Frightening coronavirus variants have found footing in the U.S. Experts caution that the worst may still be yet to come. Super Bowl watch parties could be the next superspreader event. This is, without question, not the time to let one’s guard down. And yet, the COVID-19 picture in America at this moment in time is vastly improved from what it was just a few weeks ago.
COVID cases around the country continue to plummet daily, showing no sustained sign of ticking back up, despite the fact that highly contagious COVID variants, which have caused havoc in Brazil, South Africa, and the U.K. have all been detected in America.
According to the ever-reliable COVID-tracking project, daily cases stood at 117,000 on Wednesday, and hospitalizations are at 91,440. While both these numbers are vastly higher than they were at the nadir of the pandemic in America (a very high nadir), the drop in the last few weeks is eye-catching.
Less than a month ago, daily cases regularly exceeded the 200,000-per-day threshold, often breaching 250,000. Now, cases are back to around where they were before Thanksgiving. According to the New York Times’ case tracker, they’re down 30 percent in the last two weeks, with hospitalizations, which peaked around 130,000, down 23 percent in that period. Deaths, a lagging indicator, remain horrifyingly high, at well over 3,000 on most weekdays. But that number too, appears to be falling.
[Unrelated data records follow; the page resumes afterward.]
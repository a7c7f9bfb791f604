// ==========================================
// 线缆生产订单管理系统 - 订单 API
// ==========================================
// 职责: 订单生命周期操作编排、进度查询、事件发布
// 说明: 业务规则全部在引擎层, 本层只做编排与观测
// ==========================================

use std::sync::Arc;

use chrono::NaiveDateTime;
use serde::{Deserialize, Serialize};

use crate::domain::order::{
    OrderDraft, ProductionSpecification, SpecificationDraft, WorkOrder,
};
use crate::domain::production_log::ProductionLog;
use crate::domain::spool::{Spool, SpoolDraft};
use crate::domain::types::OrderStatus;
use crate::engine::error::{CoreError, CoreResult};
use crate::engine::events::{
    OptionalEventPublisher, OrderEvent, OrderEventPublisher, OrderEventType,
};
use crate::engine::lifecycle::OrderLifecycleEngine;
use crate::engine::log_recorder::ProductionLogRecorder;
use crate::engine::spool_ledger::SpoolLedger;
use crate::perf::PerfGuard;
use crate::repository::order_repo::WorkOrderRepository;

// ==========================================
// OrderProgress - 订单进度视图
// ==========================================

/// 订单进度汇总 (供报表协作方使用)
#[derive(Debug, Clone, Serialize, Deserialize)]
pub struct OrderProgress {
    pub order_id: String,
    pub status: OrderStatus,

    // ===== 产量进度 =====
    pub total_order_weight_kg: f64, // 订货重量
    pub produced_kg: f64,           // 已记录产量
    pub completion_ratio: f64,      // produced / total

    // ===== 台账汇总 =====
    pub spool_count: i64,
    pub spool_total_weight_kg: f64,
    pub spool_total_length_m: f64,

    pub log_count: i64,
}

// ==========================================
// OrderApi - 订单 API
// ==========================================

/// 订单API
///
/// 职责：
/// 1. 生命周期操作（创建、开工、完工、取消、规格变更）
/// 2. 生产活动（线盘入账、生产记录）
/// 3. 查询（订单、规格、台账、记录、进度汇总）
/// 4. 变更事件发布
pub struct OrderApi {
    order_repo: Arc<WorkOrderRepository>,
    lifecycle: Arc<OrderLifecycleEngine>,
    ledger: Arc<SpoolLedger>,
    recorder: Arc<ProductionLogRecorder>,
    // 事件发布器（依赖倒置: 下游协作方实现适配器）
    event_publisher: OptionalEventPublisher,
}

impl OrderApi {
    /// 创建新的OrderApi实例
    pub fn new(
        order_repo: Arc<WorkOrderRepository>,
        lifecycle: Arc<OrderLifecycleEngine>,
        ledger: Arc<SpoolLedger>,
        recorder: Arc<ProductionLogRecorder>,
        event_publisher: Option<Arc<dyn OrderEventPublisher>>,
    ) -> Self {
        let event_publisher = match event_publisher {
            Some(p) => OptionalEventPublisher::with_publisher(p),
            None => OptionalEventPublisher::none(),
        };

        Self {
            order_repo,
            lifecycle,
            ledger,
            recorder,
            event_publisher,
        }
    }

    fn publish(&self, order_id: &str, event_type: OrderEventType) {
        self.event_publisher.publish(OrderEvent::new(
            order_id.to_string(),
            event_type,
            Some("OrderApi".to_string()),
        ));
    }

    fn publish_with_payload<T: serde::Serialize>(
        &self,
        order_id: &str,
        event_type: OrderEventType,
        payload: &T,
    ) {
        self.event_publisher.publish(
            OrderEvent::new(
                order_id.to_string(),
                event_type,
                Some("OrderApi".to_string()),
            )
            .with_payload(payload),
        );
    }

    // ==========================================
    // 生命周期操作
    // ==========================================

    /// 创建订单 (连同工艺规格)
    pub fn create_order(
        &self,
        draft: OrderDraft,
        spec_draft: SpecificationDraft,
    ) -> CoreResult<WorkOrder> {
        let _perf = PerfGuard::new("create_order");

        let order = self.lifecycle.create_order(draft, spec_draft)?;
        self.publish(&order.order_id, OrderEventType::OrderCreated);
        Ok(order)
    }

    /// 开工
    pub fn start_order(&self, order_id: &str) -> CoreResult<()> {
        let _perf = PerfGuard::new("start_order");

        self.lifecycle.start_order(order_id)?;
        self.publish(order_id, OrderEventType::OrderStarted);
        Ok(())
    }

    /// 完工 (产量需达到完工门槛)
    pub fn complete_order(&self, order_id: &str) -> CoreResult<()> {
        let _perf = PerfGuard::new("complete_order");

        self.lifecycle.complete_order(order_id)?;
        self.publish(order_id, OrderEventType::OrderCompleted);
        Ok(())
    }

    /// 取消 (终态)
    pub fn cancel_order(&self, order_id: &str) -> CoreResult<()> {
        let _perf = PerfGuard::new("cancel_order");

        self.lifecycle.cancel_order(order_id)?;
        self.publish(order_id, OrderEventType::OrderCancelled);
        Ok(())
    }

    /// 更新工艺规格 (仅 PENDING)
    pub fn update_specification(
        &self,
        order_id: &str,
        spec_draft: SpecificationDraft,
    ) -> CoreResult<ProductionSpecification> {
        let _perf = PerfGuard::new("update_specification");

        let spec = self.lifecycle.update_specification(order_id, spec_draft)?;
        self.publish(order_id, OrderEventType::SpecificationUpdated);
        Ok(spec)
    }

    // ==========================================
    // 生产活动
    // ==========================================

    /// 线盘入账
    pub fn add_spool(&self, order_id: &str, draft: SpoolDraft) -> CoreResult<Spool> {
        let _perf = PerfGuard::new("add_spool");

        let spool = self.ledger.add_spool(order_id, draft)?;
        self.publish_with_payload(
            order_id,
            OrderEventType::SpoolAdded,
            &serde_json::json!({
                "spool_number": spool.spool_number,
                "naked_weight_kg": spool.naked_weight_kg,
                "length_m": spool.length_m,
            }),
        );
        Ok(spool)
    }

    /// 追加生产记录
    #[allow(clippy::too_many_arguments)]
    pub fn record_production(
        &self,
        order_id: &str,
        employee_id: &str,
        machine_id: &str,
        quantity_kg: f64,
        start: NaiveDateTime,
        end: NaiveDateTime,
        notes: Option<String>,
    ) -> CoreResult<ProductionLog> {
        let _perf = PerfGuard::new("record_production");

        let log = self.recorder.record(
            order_id,
            employee_id,
            machine_id,
            quantity_kg,
            start,
            end,
            notes,
        )?;
        self.publish_with_payload(
            order_id,
            OrderEventType::ProductionRecorded,
            &serde_json::json!({
                "log_id": log.log_id,
                "machine_id": log.machine_id,
                "quantity_produced_kg": log.quantity_produced_kg,
            }),
        );
        Ok(log)
    }

    // ==========================================
    // 查询接口
    // ==========================================

    /// 查询订单
    pub fn get_order(&self, order_id: &str) -> CoreResult<WorkOrder> {
        self.lifecycle.get_order(order_id)
    }

    /// 查询订单的工艺规格
    pub fn get_specification(&self, order_id: &str) -> CoreResult<ProductionSpecification> {
        self.order_repo
            .find_specification(order_id)?
            .ok_or_else(|| CoreError::OrderNotFound(order_id.to_string()))
    }

    /// 按状态查询订单列表 (None 查询全部)
    pub fn list_orders(&self, status: Option<OrderStatus>) -> CoreResult<Vec<WorkOrder>> {
        Ok(self.order_repo.list_by_status(status)?)
    }

    /// 查询订单的全部线盘
    pub fn list_spools(&self, order_id: &str) -> CoreResult<Vec<Spool>> {
        self.ledger.list_spools(order_id)
    }

    /// 查询订单的全部生产记录
    pub fn list_logs(&self, order_id: &str) -> CoreResult<Vec<ProductionLog>> {
        self.recorder.list_logs(order_id)
    }

    /// 订单进度汇总
    ///
    /// 产量口径与完工门槛一致 (生产记录仓储的唯一汇总出口)。
    pub fn order_progress(&self, order_id: &str) -> CoreResult<OrderProgress> {
        let _perf = PerfGuard::new("order_progress");

        let order = self.lifecycle.get_order(order_id)?;
        let produced_kg = self.recorder.aggregate_quantity_kg(order_id)?;

        Ok(OrderProgress {
            order_id: order.order_id.clone(),
            status: order.status,
            total_order_weight_kg: order.total_order_weight_kg,
            produced_kg,
            completion_ratio: if order.total_order_weight_kg > 0.0 {
                produced_kg / order.total_order_weight_kg
            } else {
                0.0
            },
            spool_count: self.ledger.spool_count(order_id)?,
            spool_total_weight_kg: self.ledger.total_weight_kg(order_id)?,
            spool_total_length_m: self.ledger.total_length_m(order_id)?,
            log_count: self.recorder.log_count(order_id)?,
        })
    }
}
// ==========================================
// 线缆生产订单管理系统 - 仓储层错误类型
// ==========================================
// 工具: thiserror 派生宏
// ==========================================

use thiserror::Error;

/// 仓储层错误类型
#[derive(Error, Debug)]
pub enum RepositoryError {
    // ===== 并发控制错误 =====
    #[error("状态已被并发修改: {message}")]
    StaleState { message: String },

    // ===== 数据库错误 =====
    #[error("记录未找到: {entity} with id={id}")]
    NotFound { entity: String, id: String },

    #[error("数据库连接失败: {0}")]
    DatabaseConnectionError(String),

    #[error("数据库锁获取失败: {0}")]
    LockError(String),

    #[error("数据库事务失败: {0}")]
    DatabaseTransactionError(String),

    #[error("数据库查询失败: {0}")]
    DatabaseQueryError(String),

    #[error("唯一约束违反: {0}")]
    UniqueConstraintViolation(String),

    #[error("外键约束违反: {0}")]
    ForeignKeyViolation(String),

    // ===== 数据质量错误 =====
    #[error("数据验证失败: {0}")]
    ValidationError(String),

    // ===== 通用错误 =====
    #[error("内部错误: {0}")]
    InternalError(String),

    #[error(transparent)]
    Other(#[from] anyhow::Error),
}

// 实现 From<rusqlite::Error>
impl From<rusqlite::Error> for RepositoryError {
    fn from(err: rusqlite::Error) -> Self {
        match err {
            rusqlite::Error::SqliteFailure(_, Some(msg)) => {
                if msg.contains("UNIQUE") {
                    RepositoryError::UniqueConstraintViolation(msg)
                } else if msg.contains("FOREIGN KEY") {
                    RepositoryError::ForeignKeyViolation(msg)
                } else {
                    RepositoryError::DatabaseQueryError(msg)
                }
            }
            rusqlite::Error::QueryReturnedNoRows => RepositoryError::NotFound {
                entity: "Unknown".to_string(),
                id: "Unknown".to_string(),
            },
            _ => RepositoryError::DatabaseQueryError(err.to_string()),
        }
    }
}

/// Result 类型别名
pub type RepositoryResult<T> = Result<T, RepositoryError>;
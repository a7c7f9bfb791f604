// ==========================================
// 线缆生产订单管理系统 - 生产记录引擎
// ==========================================
// 职责: 生产事件的校验与追加
// 红线: 记录只追加; 同一机台时间窗口 [start, end) 不得重叠 (跨订单)
// 红线: 仅 IN_PROGRESS 订单可记录 (状态咨询走生命周期引擎)
// ==========================================

use std::sync::Arc;

use chrono::NaiveDateTime;
use tracing::{info, warn};

use crate::domain::production_log::ProductionLog;
use crate::engine::error::{CoreError, CoreResult};
use crate::engine::lifecycle::OrderLifecycleEngine;
use crate::engine::order_lock::OrderLockManager;
use crate::repository::directory_repo::{EmployeeDirectory, MachineDirectory};
use crate::repository::production_log_repo::ProductionLogRepository;

// ==========================================
// ProductionLogRecorder - 生产记录引擎
// ==========================================
pub struct ProductionLogRecorder {
    log_repo: Arc<ProductionLogRepository>,
    employee_dir: Arc<EmployeeDirectory>,
    machine_dir: Arc<MachineDirectory>,
    lifecycle: Arc<OrderLifecycleEngine>,
    locks: OrderLockManager,
}

impl ProductionLogRecorder {
    /// 创建新的生产记录引擎
    pub fn new(
        log_repo: Arc<ProductionLogRepository>,
        employee_dir: Arc<EmployeeDirectory>,
        machine_dir: Arc<MachineDirectory>,
        lifecycle: Arc<OrderLifecycleEngine>,
        locks: OrderLockManager,
    ) -> Self {
        Self {
            log_repo,
            employee_dir,
            machine_dir,
            lifecycle,
            locks,
        }
    }

    /// 校验生产事件输入
    ///
    /// # 校验规则
    /// 1. end > start (时间窗口非空)
    /// 2. quantity > 0 且为有限数
    /// 3. 员工/机台引用非空, 且在目录中存在并在用
    fn validate_event(
        &self,
        employee_id: &str,
        machine_id: &str,
        quantity_kg: f64,
        start: NaiveDateTime,
        end: NaiveDateTime,
    ) -> CoreResult<()> {
        if end <= start {
            return Err(CoreError::InvalidAttributes(format!(
                "结束时间必须晚于开始时间: start={}, end={}",
                start, end
            )));
        }
        if !quantity_kg.is_finite() || quantity_kg <= 0.0 {
            return Err(CoreError::InvalidAttributes(format!(
                "quantity_produced_kg 必须为正数, 实际为 {}",
                quantity_kg
            )));
        }
        if employee_id.trim().is_empty() {
            return Err(CoreError::InvalidAttributes(
                "员工引用不能为空".to_string(),
            ));
        }
        if machine_id.trim().is_empty() {
            return Err(CoreError::InvalidAttributes(
                "机台引用不能为空".to_string(),
            ));
        }
        if !self.employee_dir.exists(employee_id)? {
            return Err(CoreError::InvalidAttributes(format!(
                "员工不存在或已停用: {}",
                employee_id
            )));
        }
        if !self.machine_dir.exists(machine_id)? {
            return Err(CoreError::InvalidAttributes(format!(
                "机台不存在或已停用: {}",
                machine_id
            )));
        }
        Ok(())
    }

    // ==========================================
    // 记录操作
    // ==========================================

    /// 追加生产记录
    ///
    /// 在订单锁内完成 “状态检查 → 机台冲突检查 → 写入” 的复合操作。
    ///
    /// # 错误
    /// - `CoreError::InvalidAttributes`: 输入校验失败
    /// - `CoreError::OrderNotStarted` / `CoreError::OrderClosed`: 订单状态不允许
    /// - `CoreError::MachineConflict`: 机台时间窗口重叠 (双重占用)
    /// - `CoreError::Busy`: 订单锁等待超时
    #[allow(clippy::too_many_arguments)]
    pub fn record(
        &self,
        order_id: &str,
        employee_id: &str,
        machine_id: &str,
        quantity_kg: f64,
        start: NaiveDateTime,
        end: NaiveDateTime,
        notes: Option<String>,
    ) -> CoreResult<ProductionLog> {
        self.validate_event(employee_id, machine_id, quantity_kg, start, end)?;

        let _guard = self.locks.acquire(order_id)?;

        // 状态咨询: 仅 IN_PROGRESS 可记录
        if let Err(e) = self.lifecycle.require_in_progress(order_id) {
            warn!(order_id = %order_id, error = %e, "生产记录被拒绝");
            return Err(e);
        }

        // 机台双重占用检查 (跨订单, 半开区间)
        if self.log_repo.has_machine_overlap(machine_id, start, end)? {
            warn!(
                order_id = %order_id,
                machine_id = %machine_id,
                start = %start,
                end = %end,
                "生产记录被拒绝: 机台时间冲突"
            );
            return Err(CoreError::MachineConflict {
                machine_id: machine_id.to_string(),
                start,
                end,
            });
        }

        let log = ProductionLog::new(
            uuid::Uuid::new_v4().to_string(),
            order_id.to_string(),
            employee_id.to_string(),
            machine_id.to_string(),
            quantity_kg,
            start,
            end,
        )
        .with_notes(notes);

        self.log_repo.insert(&log)?;

        info!(
            order_id = %order_id,
            log_id = %log.log_id,
            employee_id = %employee_id,
            machine_id = %machine_id,
            quantity_kg,
            duration_minutes = log.duration_minutes(),
            "生产记录已追加"
        );

        Ok(log)
    }

    // ==========================================
    // 汇总查询
    // ==========================================

    /// 订单产量汇总 (kg) — 完工门槛的取数口径
    pub fn aggregate_quantity_kg(&self, order_id: &str) -> CoreResult<f64> {
        Ok(self.log_repo.aggregate_quantity_kg(order_id)?)
    }

    /// 订单的全部生产记录 (按开始时间升序)
    pub fn list_logs(&self, order_id: &str) -> CoreResult<Vec<ProductionLog>> {
        Ok(self.log_repo.list_by_order(order_id)?)
    }

    /// 订单生产记录数量
    pub fn log_count(&self, order_id: &str) -> CoreResult<i64> {
        Ok(self.log_repo.count_by_order(order_id)?)
    }
}
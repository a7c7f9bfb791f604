// ==========================================
// 线缆生产订单管理系统 - 线盘台账引擎
// ==========================================
// 职责: 线盘入账与重量/长度汇总
// 红线: 台账只追加; 盘号订单内连续分配且永不复用
// 红线: 仅 IN_PROGRESS 订单可入账 (状态咨询走生命周期引擎)
// ==========================================

use std::sync::Arc;

use tracing::{info, warn};

use crate::domain::spool::{Spool, SpoolDraft};
use crate::engine::error::{CoreError, CoreResult};
use crate::engine::lifecycle::OrderLifecycleEngine;
use crate::engine::order_lock::OrderLockManager;
use crate::repository::spool_repo::SpoolRepository;

// ==========================================
// SpoolLedger - 线盘台账引擎
// ==========================================
pub struct SpoolLedger {
    spool_repo: Arc<SpoolRepository>,
    lifecycle: Arc<OrderLifecycleEngine>,
    locks: OrderLockManager,
}

impl SpoolLedger {
    /// 创建新的线盘台账引擎
    pub fn new(
        spool_repo: Arc<SpoolRepository>,
        lifecycle: Arc<OrderLifecycleEngine>,
        locks: OrderLockManager,
    ) -> Self {
        Self {
            spool_repo,
            lifecycle,
            locks,
        }
    }

    /// 校验线盘草稿的物理属性
    fn validate_draft(draft: &SpoolDraft) -> CoreResult<()> {
        for (field, value) in [
            ("naked_weight_kg", draft.naked_weight_kg),
            ("length_m", draft.length_m),
            ("diameter_mm", draft.diameter_mm),
        ] {
            if !value.is_finite() || value <= 0.0 {
                return Err(CoreError::InvalidAttributes(format!(
                    "{} 必须为正数, 实际为 {}",
                    field, value
                )));
            }
        }
        Ok(())
    }

    // ==========================================
    // 入账操作
    // ==========================================

    /// 线盘入账
    ///
    /// 在订单锁内完成 “状态检查 → 盘号分配 → 写入” 的复合操作:
    /// 盘号取当前最大盘号 + 1 (首个为 1), 保证连续无空洞。
    ///
    /// # 错误
    /// - `CoreError::InvalidAttributes`: 物理属性非正数
    /// - `CoreError::OrderNotStarted` / `CoreError::OrderClosed`: 订单状态不允许
    /// - `CoreError::Busy`: 订单锁等待超时
    pub fn add_spool(&self, order_id: &str, draft: SpoolDraft) -> CoreResult<Spool> {
        Self::validate_draft(&draft)?;

        let _guard = self.locks.acquire(order_id)?;

        // 状态咨询: 仅 IN_PROGRESS 可入账
        if let Err(e) = self.lifecycle.require_in_progress(order_id) {
            warn!(order_id = %order_id, error = %e, "线盘入账被拒绝");
            return Err(e);
        }

        let next_number = self.spool_repo.max_spool_number(order_id)?.unwrap_or(0) + 1;
        let spool = Spool::from_draft(order_id.to_string(), next_number, draft);

        self.spool_repo.insert(&spool)?;

        info!(
            order_id = %order_id,
            spool_number = spool.spool_number,
            naked_weight_kg = spool.naked_weight_kg,
            length_m = spool.length_m,
            "线盘已入账"
        );

        Ok(spool)
    }

    // ==========================================
    // 汇总查询 (供报表协作方使用)
    // ==========================================

    /// 订单裸线总重量 (kg)
    pub fn total_weight_kg(&self, order_id: &str) -> CoreResult<f64> {
        Ok(self.spool_repo.total_weight_kg(order_id)?)
    }

    /// 订单线长总计 (m)
    pub fn total_length_m(&self, order_id: &str) -> CoreResult<f64> {
        Ok(self.spool_repo.total_length_m(order_id)?)
    }

    /// 订单线盘数量
    pub fn spool_count(&self, order_id: &str) -> CoreResult<i64> {
        Ok(self.spool_repo.count_by_order(order_id)?)
    }

    /// 订单的全部线盘 (按盘号升序)
    pub fn list_spools(&self, order_id: &str) -> CoreResult<Vec<Spool>> {
        Ok(self.spool_repo.list_by_order(order_id)?)
    }
}
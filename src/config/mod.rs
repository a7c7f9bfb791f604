// ==========================================
// 线缆生产订单管理系统 - 配置层
// ==========================================
// 职责: 系统策略配置管理
// 存储: config_kv 表 (key-value + scope)
// ==========================================

pub mod config_manager;

// 重导出核心配置管理器
pub use config_manager::{config_keys, ConfigManager};
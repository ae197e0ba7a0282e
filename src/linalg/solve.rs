//! Strategy selection and the solve routine.

use std::fmt;
use std::str::FromStr;

use nalgebra::{DMatrix, DVector};

use crate::error::{Error, Result};

/// Relative cutoff for small singular values in the pseudo-inverse,
/// scaled by the largest singular value.
const PINV_RCOND: f64 = 1e-15;

/// Numerical strategy for solving a square linear system.
///
/// # Examples
///
/// ```
/// use u_kktpm::linalg::SolveMethod;
///
/// let method: SolveMethod = "svd".parse().unwrap();
/// assert_eq!(method, SolveMethod::Svd);
/// assert_eq!(SolveMethod::default(), SolveMethod::Qr);
/// assert!("cholesky".parse::<SolveMethod>().is_err());
/// ```
#[derive(Debug, Clone, Copy, PartialEq, Eq, Hash, Default)]
#[cfg_attr(feature = "serde", derive(serde::Serialize, serde::Deserialize))]
#[cfg_attr(feature = "serde", serde(rename_all = "snake_case"))]
pub enum SolveMethod {
    /// Direct elimination (LU decomposition with partial pivoting).
    ///
    /// Fastest, least robust to ill-conditioning.
    Elimination,

    /// QR decomposition followed by back-substitution.
    ///
    /// Numerically stable for the repeated re-solves of the KKTPM
    /// correction loop.
    #[default]
    Qr,

    /// Pseudo-inverse built from the singular value decomposition.
    ///
    /// Tolerates rank-deficient systems by discarding tiny singular values.
    Svd,
}

impl SolveMethod {
    /// Canonical lowercase name, as accepted by [`FromStr`].
    pub fn name(self) -> &'static str {
        match self {
            SolveMethod::Elimination => "elimination",
            SolveMethod::Qr => "qr",
            SolveMethod::Svd => "svd",
        }
    }
}

impl fmt::Display for SolveMethod {
    fn fmt(&self, f: &mut fmt::Formatter<'_>) -> fmt::Result {
        f.write_str(self.name())
    }
}

impl FromStr for SolveMethod {
    type Err = Error;

    fn from_str(s: &str) -> Result<Self> {
        match s.trim().to_ascii_lowercase().as_str() {
            "elimination" | "lu" => Ok(SolveMethod::Elimination),
            "qr" => Ok(SolveMethod::Qr),
            "svd" => Ok(SolveMethod::Svd),
            _ => Err(Error::UnknownSolveMethod { name: s.to_string() }),
        }
    }
}

/// Solves the square system `a · u = b`.
///
/// # Errors
///
/// - [`Error::ShapeMismatch`] if `a` is not square or `b` does not match.
/// - [`Error::Singular`] if the decomposition cannot produce a solution.
/// - [`Error::NonFinite`] if any entry of the solution is NaN or infinite.
pub fn solve(a: &DMatrix<f64>, b: &DVector<f64>, method: SolveMethod) -> Result<DVector<f64>> {
    let n = a.nrows();
    if a.ncols() != n {
        return Err(Error::shape(
            "linear system matrix",
            format!("{n}x{n}"),
            format!("{}x{}", a.nrows(), a.ncols()),
        ));
    }
    if b.len() != n {
        return Err(Error::shape("right-hand side", n, b.len()));
    }

    let u = match method {
        SolveMethod::Elimination => a.clone().lu().solve(b),
        SolveMethod::Qr => {
            let (q, r) = a.clone().qr().unpack();
            let qtb = q.transpose() * b;
            r.solve_upper_triangular(&qtb)
        }
        SolveMethod::Svd => {
            let svd = a.clone().svd(true, true);
            let cutoff = PINV_RCOND * svd.singular_values.max();
            svd.pseudo_inverse(cutoff).ok().map(|pinv| pinv * b)
        }
    }
    .ok_or(Error::Singular { method })?;

    if u.iter().all(|v| v.is_finite()) {
        Ok(u)
    } else {
        Err(Error::NonFinite { method })
    }
}
//! KKTPM estimator configuration.

use crate::error::{Error, Result};
use crate::linalg::SolveMethod;

/// Configuration for the [`Kktpm`](super::Kktpm) estimator.
///
/// # Examples
///
/// ```
/// use u_kktpm::kktpm::KktpmConfig;
/// use u_kktpm::linalg::SolveMethod;
///
/// let config = KktpmConfig::default()
///     .with_solve_method(SolveMethod::Svd)
///     .with_rho(1e-2)
///     .with_var_bounds_as_constraints(false);
/// assert!(config.validate().is_ok());
/// ```
#[derive(Debug, Clone, PartialEq)]
#[cfg_attr(feature = "serde", derive(serde::Serialize, serde::Deserialize))]
pub struct KktpmConfig {
    /// Shift subtracted from every ideal-point component to obtain the
    /// utopian point. Keeps `f − z` away from zero.
    pub utopian_epsilon: f64,

    /// Weight of the augmentation term in the achievement scalarization.
    ///
    /// Keeps every objective's gradient in play when one weight dominates.
    pub rho: f64,

    /// Strategy for the stationarity system solves.
    pub solve_method: SolveMethod,

    /// Fold finite variable bounds into the constraint set before scoring.
    pub var_bounds_as_constraints: bool,

    /// Whether to score solutions in parallel using rayon.
    ///
    /// Has no effect without the `parallel` feature.
    pub parallel: bool,
}

impl Default for KktpmConfig {
    fn default() -> Self {
        Self {
            utopian_epsilon: 1e-4,
            rho: 1e-3,
            solve_method: SolveMethod::default(),
            var_bounds_as_constraints: true,
            parallel: true,
        }
    }
}

impl KktpmConfig {
    pub fn with_utopian_epsilon(mut self, epsilon: f64) -> Self {
        self.utopian_epsilon = epsilon;
        self
    }

    pub fn with_rho(mut self, rho: f64) -> Self {
        self.rho = rho;
        self
    }

    pub fn with_solve_method(mut self, method: SolveMethod) -> Self {
        self.solve_method = method;
        self
    }

    pub fn with_var_bounds_as_constraints(mut self, enabled: bool) -> Self {
        self.var_bounds_as_constraints = enabled;
        self
    }

    /// Enables or disables parallel scoring.
    pub fn with_parallel(mut self, parallel: bool) -> Self {
        self.parallel = parallel;
        self
    }

    /// Validates the configuration.
    pub fn validate(&self) -> Result<()> {
        if !self.utopian_epsilon.is_finite() || self.utopian_epsilon < 0.0 {
            return Err(Error::InvalidConfig {
                reason: "utopian_epsilon must be finite and non-negative",
            });
        }
        if !self.rho.is_finite() || self.rho < 0.0 {
            return Err(Error::InvalidConfig {
                reason: "rho must be finite and non-negative",
            });
        }
        Ok(())
    }
}
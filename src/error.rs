//! Crate-wide error type.

use std::error::Error as StdError;

use thiserror::Error;

use crate::linalg::SolveMethod;

/// Errors raised by the solver, the sorting engine and the KKTPM estimator.
///
/// All failures are contractual or numeric; nothing here is retried.
#[derive(Debug, Error)]
pub enum Error {
    #[error("unknown solve method: {name:?}")]
    UnknownSolveMethod { name: String },

    #[error("unknown sorting method: {name:?}")]
    UnknownSortMethod { name: String },

    #[error("invalid config: {reason}")]
    InvalidConfig { reason: &'static str },

    #[error("no ideal point supplied and the problem does not provide one")]
    MissingIdealPoint,

    #[error("shape mismatch for {what}: expected {expected}, got {actual}")]
    ShapeMismatch {
        what: &'static str,
        expected: String,
        actual: String,
    },

    #[error("matrix is singular under {method} solve")]
    Singular { method: SolveMethod },

    #[error("{method} solve produced a non-finite result")]
    NonFinite { method: SolveMethod },

    #[error("problem evaluation failed")]
    Problem(#[source] Box<dyn StdError + Send + Sync>),
}

impl Error {
    pub(crate) fn shape(
        what: &'static str,
        expected: impl ToString,
        actual: impl ToString,
    ) -> Self {
        Self::ShapeMismatch {
            what,
            expected: expected.to_string(),
            actual: actual.to_string(),
        }
    }
}

/// Result alias used throughout the crate.
pub type Result<T> = std::result::Result<T, Error>;
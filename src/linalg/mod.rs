//! Dense linear system solving.
//!
//! Small square systems `A·u = b` are solved with one of three
//! interchangeable strategies selected by [`SolveMethod`]:
//!
//! - [`SolveMethod::Elimination`]: LU with partial pivoting
//! - [`SolveMethod::Qr`]: `A = Q·R`, then back-substitution on `R·u = Qᵗ·b`
//! - [`SolveMethod::Svd`]: Moore-Penrose pseudo-inverse from the SVD
//!
//! Singular matrices and non-finite results are reported as errors and
//! never replaced by zeros.

mod solve;

pub use solve::{solve, SolveMethod};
“We now appear to be in a consistent downward trajectory,” new CDC head Rochelle Walensky said on Wednesday, noting that cases had dropped 13.4 percent just from January 26 to February 1.
Axios reports that cases are declining in 42 states and about steady in eight.
Why cases are dropping so uniformly around the country is not entirely clear, but vaccinations are probably not the primary reason. There is no clear weather-related explanation, though seasonality effects may be at play despite the frigid temperatures in much of the country. The Biden administration has made encouraging moves like mandating mask usage on almost all public transportation, such measures are unlikely to make a marked dent in infection numbers, with more important policies — like whether restaurants are open for business as usual — continuing to vary widely by state. It’s also possible that some semblance of herd immunity is kicking in, since far more Americans are thought to have contracted COVID over the last year than the confirmed total of 26.6 million. In late January, Dr. Anthony Fauci said attributed the drop in cases to an expected plateau after the holiday season, and said that vaccinations were not yet a major factor in the numbers.
But the vaccine rollout looks increasingly encouraging. About 8 percent of the country has now received at least one dose of either the Moderna or Pfizer vaccines, with about 1.3 million people being newly inoculated every day, according to Bloomberg — and more excellent news on the efficacy of those doses and other companies’ vaccines emerging every day. The Biden administration has set a near-term target of 1.5 million shots per day. The longer cases continue their downward march, the more time America buys to protect itself from virus mutations that have not yet swept the country — but which could do so at any moment.